Rukhsana Kausar, a 21 year old Cashmere farm girl, heard one night end of September 2009 how someobdy entered her house. She was with her parents and brother in her farm in Jammu when three gunmen, who said they belonged to "Laskhar e Toyba" (the terrorist organisation from Pakistan that executed the Bombay attacks), forced their way in and demanded food and beds for the night, something quite usual for the area.
Her father denied the requests and the men attacked and beat him. But a Cashmere proverb says that the houshold is a castle, and the woman of the house is it´s queen, and young Rukhsana was not disposed to allow intruders in. Hearing how the men beat her father she came out from under the bed where she had hidden, grabbed an axe and attacked the gunmen. She wrought the gun out of the hands of one and shot him several times, the others fled inot the mountains. Later she said she had never fired an assault rifle before but had seen it in films and could not stand by while her father was being hurt. “I couldn’t bear my father’s humiliation. If I’d failed to kill him, they would have killed us,” she said.

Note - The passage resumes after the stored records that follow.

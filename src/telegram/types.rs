//! Bot API wire types: only the fields this crate actually reads.

use serde::Deserialize;

/// Envelope every Bot API method returns.
///
/// `ok: true` carries the payload in `result`; `ok: false` carries a
/// human-readable `description` instead.
#[derive(Debug, Deserialize)]
pub struct ApiResponse<T> {
    pub ok: bool,
    pub result: Option<T>,
    pub description: Option<String>,
}

/// One long-poll update. Only `message` updates are requested, so the other
/// update kinds never appear here.
#[derive(Debug, Clone, Deserialize)]
pub struct Update {
    pub update_id: i64,
    pub message: Option<Incoming>,
}

/// An inbound chat message. `text` is absent for stickers, photos and the
/// like; `from` is absent for channel posts.
#[derive(Debug, Clone, Deserialize)]
pub struct Incoming {
    pub message_id: i64,
    pub from: Option<User>,
    pub chat: Chat,
    pub text: Option<String>,
}

#[derive(Debug, Clone, Deserialize)]
pub struct User {
    pub id: i64,
    pub first_name: String,
    pub username: Option<String>,
}

impl User {
    /// Username when the account has one, first name otherwise.
    pub fn display_name(&self) -> &str {
        self.username.as_deref().unwrap_or(&self.first_name)
    }
}

#[derive(Debug, Clone, Deserialize)]
pub struct Chat {
    pub id: i64,
}

#[cfg(test)]
mod tests {
    use super::*;

    #[test]
    fn parses_a_real_shaped_update() {
        // Trimmed getUpdates payload as the Bot API sends it.
        let json = r#"{
            "update_id": 871234001,
            "message": {
                "message_id": 57,
                "from": {"id": 4242, "is_bot": false, "first_name": "Max", "username": "maxim"},
                "chat": {"id": 4242, "first_name": "Max", "type": "private"},
                "date": 1756100000,
                "text": "/status"
            }
        }"#;
        let update: Update = serde_json::from_str(json).unwrap();
        assert_eq!(update.update_id, 871234001);
        let message = update.message.unwrap();
        assert_eq!(message.message_id, 57);
        assert_eq!(message.chat.id, 4242);
        assert_eq!(message.text.as_deref(), Some("/status"));
        assert_eq!(message.from.unwrap().display_name(), "maxim");
    }

    #[test]
    fn parses_an_update_without_text() {
        // A photo message has no text field at all.
        let json = r#"{
            "update_id": 871234002,
            "message": {
                "message_id": 58,
                "from": {"id": 4242, "is_bot": false, "first_name": "Max"},
                "chat": {"id": 4242, "type": "private"},
                "date": 1756100060,
                "photo": [{"file_id": "abc", "width": 90, "height": 90}]
            }
        }"#;
        let update: Update = serde_json::from_str(json).unwrap();
        let message = update.message.unwrap();
        assert!(message.text.is_none());
        assert_eq!(message.from.unwrap().display_name(), "Max");
    }

    #[test]
    fn parses_an_error_envelope() {
        let json = r#"{"ok": false, "error_code": 401, "description": "Unauthorized"}"#;
        let resp: ApiResponse<Vec<Update>> = serde_json::from_str(json).unwrap();
        assert!(!resp.ok);
        assert!(resp.result.is_none());
        assert_eq!(resp.description.as_deref(), Some("Unauthorized"));
    }
}
use std::path::{Path, PathBuf};

use anyhow::{Context as _, Result};
use serde::Deserialize;

const DEFAULT_API_BASE_URL: &str = "https://api.telegram.org";
const DEFAULT_MESSAGES_FILE: &str = "messages.json";
const DEFAULT_RESPONSES_FILE: &str = "responses.json";
const DEFAULT_POLL_TIMEOUT_SECS: u64 = 3;

// ─── TOML config file ─────────────────────────────────────────────────────────

/// `{data_dir}/config.toml` — all fields are optional overrides.
/// Priority: CLI / env var  >  TOML  >  built-in default.
#[derive(Deserialize, Default)]
struct TomlConfig {
    /// Telegram Bot API token. Prefer the DEADDROP_BOT_TOKEN env var; the
    /// TOML field exists for setups where the file is already private.
    bot_token: Option<String>,
    /// Telegram user id of the single allowed chat partner.
    allowed_user_id: Option<i64>,
    /// Message log filename, relative to data_dir (default: messages.json).
    messages_file: Option<String>,
    /// Response log filename, relative to data_dir (default: responses.json).
    responses_file: Option<String>,
    /// Long-poll timeout passed to getUpdates, in seconds (default: 3).
    poll_timeout_secs: Option<u64>,
    /// Override the Bot API base URL (default: https://api.telegram.org).
    api_base_url: Option<String>,
    /// Log level filter string, e.g. "debug", "info,deaddrop=trace" (default: "info").
    log: Option<String>,
}

fn load_toml(data_dir: &Path) -> Option<TomlConfig> {
    let path = data_dir.join("config.toml");
    let contents = std::fs::read_to_string(&path).ok()?;
    match toml::from_str::<TomlConfig>(&contents) {
        Ok(cfg) => Some(cfg),
        Err(e) => {
            // Config loads before tracing is up, so this goes to stderr.
            eprintln!(
                "warn: failed to parse {}: {e} — using defaults",
                path.display()
            );
            None
        }
    }
}

// ─── Config ───────────────────────────────────────────────────────────────────

#[derive(Debug, Clone)]
pub struct Config {
    pub data_dir: PathBuf,
    /// Bot API token (DEADDROP_BOT_TOKEN env var). Required by `serve` only;
    /// the console and status commands work on the log files alone.
    pub bot_token: Option<String>,
    /// The one Telegram user the bot talks to (DEADDROP_ALLOWED_USER env var).
    pub allowed_user_id: Option<i64>,
    pub messages_file: String,
    pub responses_file: String,
    /// Long-poll timeout for getUpdates, in seconds.
    pub poll_timeout_secs: u64,
    /// Bot API base URL (DEADDROP_API_URL env var). Overridable for tests or
    /// a self-hosted Bot API server.
    pub api_base_url: String,
    pub log: String,
}

impl Config {
    /// Build config from CLI/env args + optional TOML file.
    ///
    /// Priority (highest to lowest):
    ///   1. CLI / env — passed as `Some(value)` from clap
    ///   2. TOML file at `{data_dir}/config.toml`
    ///   3. Built-in defaults
    pub fn new(data_dir: Option<PathBuf>, log: Option<String>) -> Self {
        let data_dir = data_dir.unwrap_or_else(default_data_dir);

        // Load TOML as the lowest-priority override layer
        let toml = load_toml(&data_dir).unwrap_or_default();

        let bot_token = std::env::var("DEADDROP_BOT_TOKEN")
            .ok()
            .filter(|t| !t.is_empty())
            .or(toml.bot_token);

        let allowed_user_id = match std::env::var("DEADDROP_ALLOWED_USER") {
            Ok(raw) if !raw.is_empty() => match raw.parse::<i64>() {
                Ok(id) => Some(id),
                Err(_) => {
                    eprintln!("warn: DEADDROP_ALLOWED_USER is not a user id: {raw:?} — ignoring");
                    toml.allowed_user_id
                }
            },
            _ => toml.allowed_user_id,
        };

        let api_base_url = std::env::var("DEADDROP_API_URL")
            .ok()
            .filter(|s| !s.is_empty())
            .or(toml.api_base_url)
            .unwrap_or_else(|| DEFAULT_API_BASE_URL.to_string());

        let messages_file = toml
            .messages_file
            .unwrap_or_else(|| DEFAULT_MESSAGES_FILE.to_string());
        let responses_file = toml
            .responses_file
            .unwrap_or_else(|| DEFAULT_RESPONSES_FILE.to_string());
        let poll_timeout_secs = toml.poll_timeout_secs.unwrap_or(DEFAULT_POLL_TIMEOUT_SECS);

        let log = log.or(toml.log).unwrap_or_else(|| "info".to_string());

        Self {
            data_dir,
            bot_token,
            allowed_user_id,
            messages_file,
            responses_file,
            poll_timeout_secs,
            api_base_url,
            log,
        }
    }

    pub fn messages_path(&self) -> PathBuf {
        self.data_dir.join(&self.messages_file)
    }

    pub fn responses_path(&self) -> PathBuf {
        self.data_dir.join(&self.responses_file)
    }

    /// The credentials the listener cannot run without.
    pub fn bot_credentials(&self) -> Result<(String, i64)> {
        let token = self
            .bot_token
            .clone()
            .context("bot token not set — export DEADDROP_BOT_TOKEN or add bot_token to config.toml")?;
        let allowed_user_id = self.allowed_user_id.context(
            "allowed user not set — export DEADDROP_ALLOWED_USER or add allowed_user_id to config.toml",
        )?;
        Ok((token, allowed_user_id))
    }
}

fn default_data_dir() -> PathBuf {
    #[cfg(target_os = "macos")]
    {
        // ~/Library/Application Support/deaddrop
        if let Ok(home) = std::env::var("HOME") {
            return PathBuf::from(home)
                .join("Library")
                .join("Application Support")
                .join("deaddrop");
        }
    }
    #[cfg(target_os = "linux")]
    {
        // $XDG_DATA_HOME/deaddrop or ~/.local/share/deaddrop
        if let Ok(xdg) = std::env::var("XDG_DATA_HOME") {
            return PathBuf::from(xdg).join("deaddrop");
        }
        if let Ok(home) = std::env::var("HOME") {
            return PathBuf::from(home)
                .join(".local")
                .join("share")
                .join("deaddrop");
        }
    }
    #[cfg(target_os = "windows")]
    {
        // %APPDATA%\deaddrop
        if let Ok(appdata) = std::env::var("APPDATA") {
            return PathBuf::from(appdata).join("deaddrop");
        }
    }
    // Fallback
    PathBuf::from(".deaddrop")
}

On the next day the young farm girl became a national heroine, her attitude explored by the government to the fullest: She received a decoration, got offered a job as Special Agent in the police forces and got promised 4000 USD (in the end she recived just 75).
Rukhsana Kausar, the girl from Rajouri district in Jammu & Kashmir,
who killed a Lashkar-e-Taiba commander in September,
being felicitated by All-India Anti-Terrorist Front chairman M.S. Bitta in New Delhi. About a month later, the farm of Rukhsana was attacked with grenades and burnt to th ground while Rukhsana herself was at the police quarters to pass a quick gun training course before entering the local police force.
Despite the Cashmere goverment offering her a new farm in another area of the country Rukhsana came to the conlcusion that her flirt with fire arms had ended, she renounced her job at the police and stopped posing for press photos with an AK 47.
At a hommage for the terrorism victims of the Bombay attacks, she told press that she did not believe that force could be a solution for the terrorist problem and declared herself to be a fervent follower of Ghandi and his ideas.